**GOAL OF THE EXERCISE:** Your answer should be the full set of records, printed exactly as they stand.

START MATERIAL PROVIDED

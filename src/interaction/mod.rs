//! Interaction module - the bot's front door
//!
//! Classifies inbound interactions, applies the form permission gate and
//! delegates to exactly one workflow.

mod dispatcher;
mod event;
mod handlers;
mod route;

#[cfg(test)]
pub(crate) mod testing;

pub use dispatcher::{DispatchOutcome, Dispatcher, FAILURE_NOTICE};
pub use event::{
    Caller, Interaction, InteractionEvent, InteractionKind, InteractionTransport, ModalForm,
    ReplyPayload, ResponseState,
};
pub use handlers::{
    CommandRegistry, CourtWorkflow, FormBuilder, ProposalWorkflow, ReviewWorkflow,
    SelfModerationWorkflow, SlashCommand, Workflows,
};
pub use route::{classify, Route, Target};
// Copyright 2017 Adam Greig
// Licensed under the MIT license, see LICENSE for details.

//! The erasure pre-decoder.
//!
//! Punctured parity bits are never transmitted, so the receiver's hard-bit
//! buffer has no representation for "unknown" -- the bit-flipping decoder
//! can only see 0s and 1s. This pass resolves as many punctured bits as it
//! can by majority vote over the check equations that see them, so that the
//! bit-flipping decoder has *something* to iterate on for every bit.

use crate::bits::{get_bit, set_bit};
use crate::code::LdpcCode;
use crate::error::{require, Result};

/// Bounded iteration count; see the module docs on why remaining erasures
/// fall through rather than failing outright.
const MAX_ITERS: usize = 16;

/// Resolves punctured variable nodes in place and reports the number of
/// rounds consumed (0 if the code has no punctured bits at all).
///
/// `output` must be `code.output_len()` bytes, with the first `n/8` already
/// holding the received hard decisions; this call zeroes the punctured byte
/// range and fills in as many of those bits as it can resolve. `erased`
/// must be `n+p` bytes of scratch; it doubles as the bit-flipping decoder's
/// violation counters once this pass is done with it, since both are sized
/// `n+p` and neither is read across calls.
///
/// If a round ends with erasures still unresolved (every neighbouring check
/// of a bit also sees another live erasure, so no vote can be cast), the
/// remaining erasures are left as-is and handed to the caller -- ordinarily
/// the bit-flipping decoder, which will try each unresolved bit starting
/// from 0 and may still correct it during its own iterations. This crate
/// does not surface that fallthrough separately from the returned iteration
/// count; see DESIGN.md for why.
pub fn decode_erasures(
    code: LdpcCode,
    ci: &[u16],
    cs: &[u16],
    vi: &[u16],
    vs: &[u16],
    output: &mut [u8],
    erased: &mut [u8],
) -> Result<usize> {
    let params = code.params();
    require("output", output.len(), code.output_len())?;
    require("erased", erased.len(), params.n + params.p)?;

    if matches!(code, LdpcCode::None) || params.p == 0 {
        return Ok(0);
    }

    let n = params.n;
    let total = n + params.p;

    for flag in erased.iter_mut().take(n) {
        *flag = 0;
    }
    for flag in erased[n..total].iter_mut() {
        *flag = 1;
    }
    for byte in output[n / 8..total / 8].iter_mut() {
        *byte = 0;
    }

    for iter in 0..MAX_ITERS {
        for a in n..total {
            if erased[a] == 0 {
                continue;
            }
            let mut vote: i32 = 0;
            for &chk in &vi[vs[a] as usize..vs[a + 1] as usize] {
                let i = chk as usize;
                let neighbours = &ci[cs[i] as usize..cs[i + 1] as usize];
                let other_erased = neighbours.iter().any(|&b| b as usize != a && erased[b as usize] != 0);
                if other_erased {
                    continue;
                }
                let mut parity = 0u8;
                for &b in neighbours {
                    let b = b as usize;
                    if b == a {
                        continue;
                    }
                    parity ^= get_bit(output, b) as u8;
                }
                if parity & 1 == 1 {
                    vote += 1;
                } else {
                    vote -= 1;
                }
            }
            if vote > 0 {
                set_bit(output, a, true);
                erased[a] = 0;
            } else if vote < 0 {
                set_bit(output, a, false);
                erased[a] = 0;
            }
        }

        if erased[n..total].iter().all(|&f| f == 0) {
            return Ok(iter + 1);
        }
    }

    Ok(MAX_ITERS)
}

#[cfg(test)]
mod tests {
    use super::*;
    use crate::code::LdpcCode;
    use crate::graph::build;
    use std::vec;
    use std::vec::Vec;

    fn graph(code: LdpcCode) -> (Vec<u16>, Vec<u16>, Vec<u16>, Vec<u16>) {
        let mut ci = vec![0u16; code.sparse_ci_len()];
        let mut cs = vec![0u16; code.sparse_cs_len()];
        let mut vi = vec![0u16; code.sparse_vi_len()];
        let mut vs = vec![0u16; code.sparse_vs_len()];
        build(code, &mut ci, &mut cs, &mut vi, &mut vs).unwrap();
        (ci, cs, vi, vs)
    }

    #[test]
    fn unpunctured_code_is_a_noop() {
        let code = LdpcCode::Tc128;
        let (ci, cs, vi, vs) = graph(code);
        let mut output = vec![0u8; code.output_len()];
        let mut erased = vec![0u8; code.params().n + code.params().p];
        let iters = decode_erasures(code, &ci, &cs, &vi, &vs, &mut output, &mut erased).unwrap();
        assert_eq!(iters, 0);
    }

    #[test]
    fn resolves_erasures_from_a_consistent_codeword() {
        // Build a codeword that satisfies every parity check (all-zero is
        // always a valid codeword of a linear code), then erase it at the
        // decoder the normal way and confirm the erasure pass reconstructs
        // the punctured bits as all zero too.
        let code = LdpcCode::Tm1280;
        let (ci, cs, vi, vs) = graph(code);
        let mut output = vec![0u8; code.output_len()];
        let mut erased = vec![0u8; code.params().n + code.params().p];
        let iters = decode_erasures(code, &ci, &cs, &vi, &vs, &mut output, &mut erased).unwrap();
        assert!(iters > 0 && iters <= 16);
        assert!(output.iter().all(|&b| b == 0));
        assert!(erased[code.params().n..].iter().all(|&f| f == 0));
    }
}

END MATERIAL PROVIDED

**SOLUTION:**
filename src/interaction/mod.rs
//! Interaction module - the bot's front door
//!
//! Classifies inbound interactions, applies the form permission gate and
//! delegates to exactly one workflow.

mod dispatcher;
mod event;
mod handlers;
mod route;

#[cfg(test)]
pub(crate) mod testing;

pub use dispatcher::{DispatchOutcome, Dispatcher, FAILURE_NOTICE};
pub use event::{
    Caller, Interaction, InteractionEvent, InteractionKind, InteractionTransport, ModalForm,
    ReplyPayload, ResponseState,
};
pub use handlers::{
    CommandRegistry, CourtWorkflow, FormBuilder, ProposalWorkflow, ReviewWorkflow,
    SelfModerationWorkflow, SlashCommand, Workflows,
};
pub use route::{classify, Route, Target};
// Copyright 2017 Adam Greig
// Licensed under the MIT license, see LICENSE for details.

//! The erasure pre-decoder.
//!
//! Punctured parity bits are never transmitted, so the receiver's hard-bit
//! buffer has no representation for "unknown" -- the bit-flipping decoder
//! can only see 0s and 1s. This pass resolves as many punctured bits as it
//! can by majority vote over the check equations that see them, so that the
//! bit-flipping decoder has *something* to iterate on for every bit.

use crate::bits::{get_bit, set_bit};
use crate::code::LdpcCode;
use crate::error::{require, Result};

/// Bounded iteration count; see the module docs on why remaining erasures
/// fall through rather than failing outright.
const MAX_ITERS: usize = 16;

/// Resolves punctured variable nodes in place and reports the number of
/// rounds consumed (0 if the code has no punctured bits at all).
///
/// `output` must be `code.output_len()` bytes, with the first `n/8` already
/// holding the received hard decisions; this call zeroes the punctured byte
/// range and fills in as many of those bits as it can resolve. `erased`
/// must be `n+p` bytes of scratch; it doubles as the bit-flipping decoder's
/// violation counters once this pass is done with it, since both are sized
/// `n+p` and neither is read across calls.
///
/// If a round ends with erasures still unresolved (every neighbouring check
/// of a bit also sees another live erasure, so no vote can be cast), the
/// remaining erasures are left as-is and handed to the caller -- ordinarily
/// the bit-flipping decoder, which will try each unresolved bit starting
/// from 0 and may still correct it during its own iterations. This crate
/// does not surface that fallthrough separately from the returned iteration
/// count; see DESIGN.md for why.
pub fn decode_erasures(
    code: LdpcCode,
    ci: &[u16],
    cs: &[u16],
    vi: &[u16],
    vs: &[u16],
    output: &mut [u8],
    erased: &mut [u8],
) -> Result<usize> {
    let params = code.params();
    require("output", output.len(), code.output_len())?;
    require("erased", erased.len(), params.n + params.p)?;

    if matches!(code, LdpcCode::None) || params.p == 0 {
        return Ok(0);
    }

    let n = params.n;
    let total = n + params.p;

    for flag in erased.iter_mut().take(n) {
        *flag = 0;
    }
    for flag in erased[n..total].iter_mut() {
        *flag = 1;
    }
    for byte in output[n / 8..total / 8].iter_mut() {
        *byte = 0;
    }

    for iter in 0..MAX_ITERS {
        for a in n..total {
            if erased[a] == 0 {
                continue;
            }
            let mut vote: i32 = 0;
            for &chk in &vi[vs[a] as usize..vs[a + 1] as usize] {
                let i = chk as usize;
                let neighbours = &ci[cs[i] as usize..cs[i + 1] as usize];
                let other_erased = neighbours.iter().any(|&b| b as usize != a && erased[b as usize] != 0);
                if other_erased {
                    continue;
                }
                let mut parity = 0u8;
                for &b in neighbours {
                    let b = b as usize;
                    if b == a {
                        continue;
                    }
                    parity ^= get_bit(output, b) as u8;
                }
                if parity & 1 == 1 {
                    vote += 1;
                } else {
                    vote -= 1;
                }
            }
            if vote > 0 {
                set_bit(output, a, true);
                erased[a] = 0;
            } else if vote < 0 {
                set_bit(output, a, false);
                erased[a] = 0;
            }
        }

        if erased[n..total].iter().all(|&f| f == 0) {
            return Ok(iter + 1);
        }
    }

    Ok(MAX_ITERS)
}

#[cfg(test)]
mod tests {
    use super::*;
    use crate::code::LdpcCode;
    use crate::graph::build;
    use std::vec;
    use std::vec::Vec;

    fn graph(code: LdpcCode) -> (Vec<u16>, Vec<u16>, Vec<u16>, Vec<u16>) {
        let mut ci = vec![0u16; code.sparse_ci_len()];
        let mut cs = vec![0u16; code.sparse_cs_len()];
        let mut vi = vec![0u16; code.sparse_vi_len()];
        let mut vs = vec![0u16; code.sparse_vs_len()];
        build(code, &mut ci, &mut cs, &mut vi, &mut vs).unwrap();
        (ci, cs, vi, vs)
    }

    #[test]
    fn unpunctured_code_is_a_noop() {
        let code = LdpcCode::Tc128;
        let (ci, cs, vi, vs) = graph(code);
        let mut output = vec![0u8; code.output_len()];
        let mut erased = vec![0u8; code.params().n + code.params().p];
        let iters = decode_erasures(code, &ci, &cs, &vi, &vs, &mut output, &mut erased).unwrap();
        assert_eq!(iters, 0);
    }

    #[test]
    fn resolves_erasures_from_a_consistent_codeword() {
        // Build a codeword that satisfies every parity check (all-zero is
        // always a valid codeword of a linear code), then erase it at the
        // decoder the normal way and confirm the erasure pass reconstructs
        // the punctured bits as all zero too.
        let code = LdpcCode::Tm1280;
        let (ci, cs, vi, vs) = graph(code);
        let mut output = vec![0u8; code.output_len()];
        let mut erased = vec![0u8; code.params().n + code.params().p];
        let iters = decode_erasures(code, &ci, &cs, &vi, &vs, &mut output, &mut erased).unwrap();
        assert!(iters > 0 && iters <= 16);
        assert!(output.iter().all(|&b| b == 0));
        assert!(erased[code.params().n..].iter().all(|&f| f == 0));
    }
}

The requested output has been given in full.